=== RECORDS PROVIDED ===
impl DebuggerBridge {
    /// Create a bridge retaining at most `log_capacity` entries.
    pub fn new(log_capacity: usize) -> Self {
        Self {
            state: Mutex::new(BridgeState {
                sessions: BTreeMap::new(),
                log: DebugLog::new(log_capacity),
                seen: HashMap::new(),
                capture_active: false,
                last_test_result: None,
                last_screenshot: None,
            }),
            ids: IdGenerator::new(),
            events: None,
        }
    }

    /// Publish session lifecycle and captured output on `bus`.
    #[must_use]
    pub fn with_event_bus(mut self, bus: Arc<EventBus>) -> Self {
        self.events = Some(bus);
        self
    }

    /// Publish on the attached bus, if any. Never called with the state
    /// lock held.
    pub fn publish(&self, event_type: EventType, data: Value) {
        if let Some(bus) = &self.events {
            let event = bus.publish(event_type, data);
            trace!(seq = event.seq, %event_type, "bridge published event");
        }
    }

    // ── Session lifecycle ───────────────────────────────────────────

    /// Register a newly connected game process. It becomes the current
    /// session.
    pub fn register_session(&self, channel: Arc<dyn SessionChannel>) -> SessionId {
        let id: SessionId = self.ids.next();
        let now = unix_timestamp();
        let mut state = self.state.lock();
        let _ = state.sessions.insert(
            id,
            DebuggerSession {
                id,
                active: true,
                started_at: now,
                last_seen: now,
                channel: Some(channel),
            },
        );
        state.capture_active = false;
        drop(state);
        info!(session_id = %id, "debugger session started");
        self.publish(EventType::GameStarted, json!({"session_id": id}));
        id
    }

    /// Mark a session ended and release its channel. Returns `false` if the
    /// session was unknown or already ended.
    pub fn end_session(&self, id: SessionId) -> bool {
        let mut state = self.state.lock();
        let ended = match state.sessions.get_mut(&id) {
            Some(session) if session.active => {
                session.active = false;
                session.channel = None;
                true
            }
            _ => false,
        };
        if ended {
            if state.current().is_none() {
                state.capture_active = false;
            }
            let ended_ids: Vec<SessionId> = state
                .sessions
                .values()
                .filter(|s| !s.active)
                .map(|s| s.id)
                .collect();
            if ended_ids.len() > ENDED_SESSION_HISTORY {
                for old in &ended_ids[..ended_ids.len() - ENDED_SESSION_HISTORY] {
                    let _ = state.sessions.remove(old);
                }
            }
        }
        drop(state);
        if ended {
            info!(session_id = %id, "debugger session ended");
            self.publish(EventType::GameStopped, json!({"session_id": id}));
        }
        ended
    }

    /// All known sessions, oldest first.
    pub fn get_sessions(&self) -> Vec<SessionInfo> {
        self.state.lock().sessions.values().map(DebuggerSession::info).collect()
    }

    /// The most recently registered active session.
    pub fn current_session(&self) -> Option<SessionInfo> {
        self.state.lock().current().map(DebuggerSession::info)
    }

    /// Whether a game process is connected.
    pub fn has_active_session(&self) -> bool {
        self.state.lock().current().is_some()
    }

    // ── Inbound ─────────────────────────────────────────────────────

    /// Consume one message from a session.
    pub fn ingest(&self, session: SessionId, message: &str, data: Value) {
        let now = unix_timestamp();
        let mut state = self.state.lock();
        if let Some(s) = state.sessions.get_mut(&session) {
            s.last_seen = now;
        }
        *state.seen.entry(message.to_owned()).or_insert(0) += 1;

        let mut captured = None;
        match message {
            messages::READY => {
                state.capture_active = true;
                debug!(session_id = %session, "game capture ready");
            }
            messages::ENTRY | messages::OUTPUT => {
                let (entry_type, text, source) = parse_entry(&data);
                let event = output_event(entry_type, &text, source.as_ref());
                let id = state.log.append(entry_type, text, now, source);
                trace!(session_id = %session, id, %entry_type, "captured entry");
                captured = Some(event);
            }
            messages::TEST_COMPLETE => {
                state.last_test_result = Some(data);
            }
            messages::SCREENSHOT_TAKEN => {
                state.last_screenshot = Some(data);
            }
            messages::PONG => {}
            other => {
                trace!(session_id = %session, tag = other, "unhandled session message");
            }
        }
        drop(state);

        if let Some((event_type, payload)) = captured {
            self.publish(event_type, payload);
        }
    }

    /// Record output produced outside any session (editor-side prints).
    pub fn append_local(&self, entry_type: LogEntryType, message: impl Into<String>) -> u64 {
        self.state.lock().log.append(entry_type, message.into(), unix_timestamp(), None)
    }

    // ── Log retrieval ───────────────────────────────────────────────

    /// Current highest entry id.
    pub fn mark_position(&self) -> u64 {
        self.state.lock().log.last_id()
    }

    /// The oldest `max` entries after `since_id` passing `filter`.
    pub fn get_entries(&self, filter: EntryFilter, since_id: u64, max: usize) -> EntriesPage {
        let state = self.state.lock();
        let entries = state.log.entries_after(filter, since_id, max);
        let last_id = entries.last().map_or(since_id, |e| e.id);
        EntriesPage {
            entries,
            last_id,
            latest_id: state.log.last_id(),
        }
    }

    /// `(errors, warnings)` captured after `since_id`.
    pub fn counts_since(&self, since_id: u64) -> (usize, usize) {
        self.state.lock().log.counts_after(since_id)
    }

    /// How many times `tag` has been received.
    pub fn seen_count(&self, tag: &str) -> u64 {
        self.state.lock().seen(tag)
    }

    // ── Outbound ────────────────────────────────────────────────────

    /// Send a tagged message to the current session.
    pub fn send_message(&self, tag: &str, data: Value) -> Result<SessionId, DebuggerError> {
        let (id, channel) = {
            let state = self.state.lock();
            let session = state.current().ok_or(DebuggerError::NoSession)?;
            let channel = session
                .channel
                .clone()
                .ok_or_else(|| DebuggerError::SessionInactive(session.id.to_string()))?;
            (session.id, channel)
        };
        if channel.send(GameMessage::new(tag, data)) {
            trace!(session_id = %id, tag, "sent session message");
            Ok(id)
        } else {
            warn!(session_id = %id, tag, "session channel rejected message");
            Err(DebuggerError::SessionInactive(id.to_string()))
        }
    }

    /// Send `codot:ping` and wait up to `timeout` for a `codot:pong`.
    ///
    /// A missing pong is reported as `pong: false`, not an error.
    pub async fn ping(&self, timeout: Duration) -> Result<PingResult, DebuggerError> {
        let baseline = self.seen_count(messages::PONG);
        let start = Instant::now();
        let session_id = self.send_message(messages::PING, json!({"sent_at": unix_timestamp()}))?;

        let pong = self.await_tag(messages::PONG, baseline, timeout).await;
        let latency_ms = pong.then(|| start.elapsed().as_secs_f64() * 1000.0);
        debug!(%session_id, pong, ?latency_ms, "ping finished");
        Ok(PingResult {
            pong,
            latency_ms,
            timeout: timeout.as_secs_f64(),
            session_id,
        })
    }

    /// Deliver an input event to the game when a session is active,
    /// otherwise to the editor host.
    pub fn route_input(&self, event: &InputEvent, host: &dyn EditorHost) -> Result<InputRouting, DebuggerError> {
        let input_type = event.kind();
        if self.has_active_session() {
            let data = serde_json::to_value(event).map_err(|e| DebuggerError::InvalidArgument(e.to_string()))?;
            match self.send_message(messages::INPUT, data) {
                Ok(_) => {
                    return Ok(InputRouting {
                        routed_to_game: true,
                        input_type,
                    });
                }
                Err(err) => {
                    debug!(error = %err, input_type, "forward to game failed, applying locally");
                }
            }
        }

        if !host.is_available() {
            return Err(HostError::Unavailable.into());
        }
        host.inject_input(event)?;
        Ok(InputRouting {
            routed_to_game: false,
            input_type,
        })
    }

    /// Wait for a log entry captured after the call matching `target`.
    pub async fn wait_for_output(
        &self,
        target: &WaitTarget,
        timeout: Duration,
        poll_interval: Duration,
        cancel: &CancellationToken,
    ) -> WaitResult {
        let since_id = self.mark_position();
        let start = Instant::now();
        let poll_interval = poll_interval.max(Duration::from_millis(10));
        loop {
            let entry = self.state.lock().log.find_after(since_id, |e| target.matches(e));
            if entry.is_some() || start.elapsed() >= timeout || cancel.is_cancelled() {
                return WaitResult {
                    found: entry.is_some(),
                    entry,
                    waited: start.elapsed().as_secs_f64(),
                    since_id,
                };
            }
            tokio::select! {
                () = tokio::time::sleep(poll_interval) => {}
                () = cancel.cancelled() => {}
            }
        }
    }

    /// Ask the game for a screenshot and wait for the acknowledgement.
    pub async fn take_screenshot(&self, path: &str, delay: Duration, timeout: Duration) -> Result<ScreenshotResult, DebuggerError> {
        if !self.has_active_session() {
            return Err(DebuggerError::NoSession);
        }
        if !delay.is_zero() {
            tokio::time::sleep(delay).await;
        }
        let baseline = self.seen_count(messages::SCREENSHOT_TAKEN);
        let _ = self.send_message(messages::SCREENSHOT, json!({"path": path}))?;
        let received = self.await_tag(messages::SCREENSHOT_TAKEN, baseline, timeout).await;

        let reported = received
            .then(|| {
                self.state
                    .lock()
                    .last_screenshot
                    .as_ref()
                    .and_then(|d| d.get("path"))
                    .and_then(Value::as_str)
                    .map(str::to_owned)
            })
            .flatten();
        Ok(ScreenshotResult {
            requested: true,
            received,
            path: reported.unwrap_or_else(|| path.to_owned()),
        })
    }

    async fn await_tag(&self, tag: &str, baseline: u64, timeout: Duration) -> bool {
        let deadline = Instant::now() + timeout;
        loop {
            if self.seen_count(tag) > baseline {
                return true;
            }
            if Instant::now() >= deadline {
                return false;
            }
            tokio::time::sleep(ACK_POLL_INTERVAL).await;
        }
    }

    // ── Status ──────────────────────────────────────────────────────

    /// Diagnostics snapshot.
    pub fn status(&self) -> DebuggerStatus {
        let state = self.state.lock();
        DebuggerStatus {
            session_count: state.sessions.len(),
            active_sessions: state.sessions.values().filter(|s| s.active).count(),
            game_capture_active: state.capture_active,
            message_types_seen: state.seen.iter().map(|(k, v)| (k.clone(), *v)).collect(),
            total_entries: state.log.len(),
            last_id: state.log.last_id(),
            last_test_result: state.last_test_result.clone(),
        }
    }
}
===
#### PROBLEM TO WORK ON
Begin at the line that has "Err(DebuggerError::SessionInactive(id.to_string()))" in the entries above; stop after the line that has "not an error.". Transcribe exactly those lines and no others.

#### ANSWER TO THIS TASK
            Err(DebuggerError::SessionInactive(id.to_string()))
        }
    }

    /// Send `codot:ping` and wait up to `timeout` for a `codot:pong`.
    ///
    /// A missing pong is reported as `pong: false`, not an error.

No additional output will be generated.